Encarna al protagonista un intérprete, Gary Bond, cuya carrera como actor se desarrolló fundamentalmente en la televisión y que tiene un parecido notable con Peter O´Toole, un tipo al que esta historia le venía como anillo al dedo. Bond no es el protagonista de Lawrence de Arabia, pero por momentos llega a parecérsele en algo más que en el rostro. El más célebre del reparto es uno de mis actores secundarios favoritos de todos los tiempos, Donald Pleasence, un tipo que incluso en los muchos bodrios que rodó en su vida actuaba bien.

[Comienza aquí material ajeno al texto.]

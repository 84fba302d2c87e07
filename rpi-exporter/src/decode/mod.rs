//! Decoders turning raw source output into typed facts.

pub mod bitmask;
pub mod stats;

use rpi_exporter_common::MetricKind;

/// A typed value extracted from raw source data.
#[derive(Debug, Clone, Copy, PartialEq)]
pub enum FactValue {
    Bool(bool),
    Int(u64),
    Float(f64),
}

impl FactValue {
    /// Numeric representation used for exposition. Booleans map to 1/0.
    pub fn as_f64(&self) -> f64 {
        match self {
            FactValue::Bool(v) => {
                if *v {
                    1.0
                } else {
                    0.0
                }
            }
            FactValue::Int(v) => *v as f64,
            FactValue::Float(v) => *v,
        }
    }
}

/// A single named, typed value ready to be emitted as a metric.
///
/// `metric` is the descriptor name without the namespace prefix.
#[derive(Debug, Clone, PartialEq)]
pub struct DecodedFact {
    pub metric: &'static str,
    pub kind: MetricKind,
    pub value: FactValue,
    pub label_values: Vec<String>,
}

impl DecodedFact {
    /// Create an unlabelled fact.
    pub fn new(metric: &'static str, kind: MetricKind, value: FactValue) -> Self {
        Self {
            metric,
            kind,
            value,
            label_values: Vec::new(),
        }
    }

    /// Add a label value.
    pub fn with_label_value(mut self, value: impl Into<String>) -> Self {
        self.label_values.push(value.into());
        self
    }
}

/// Static declaration of a metric a decoder can produce.
#[derive(Debug, Clone, Copy)]
pub struct MetricSpec {
    pub name: &'static str,
    pub help: &'static str,
    pub kind: MetricKind,
    pub label_names: &'static [&'static str],
}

Aquí, hace bastante más que eso: su personaje es el cuervo negro que anuncia al protagonista su caída, y quien le acompaña una vez ésta se ha producido. Todo esto lo hace con una convicción admirable. Del resto, destacar al noble y socarrón Chips Rafferty, a una Sylvia Kay cuyo personaje muestra la degradación desde el punto de vista femenino, y sobre todo a Jack Thompson, actor de calidad que interpreta a un auténtico hombre salvaje. En la escena de la cacería de canguros, sin duda uno de los momentos más intensos de la película, Thompson da lo mejor de sí mismo siendo tan excesivo como se debe ser, pero ni un milímetro más.
Gran, y desazonante, película, que gustará a quienes disfrutaron de films mucho más célebres en su época, como Perros de paja o Defensa, y que muestra que, como especie, y salvando unas pocas y loables excepciones, es mejor, para nosotros mismos y para los demás, que lo que guardamos dentro se quede siempre ahí.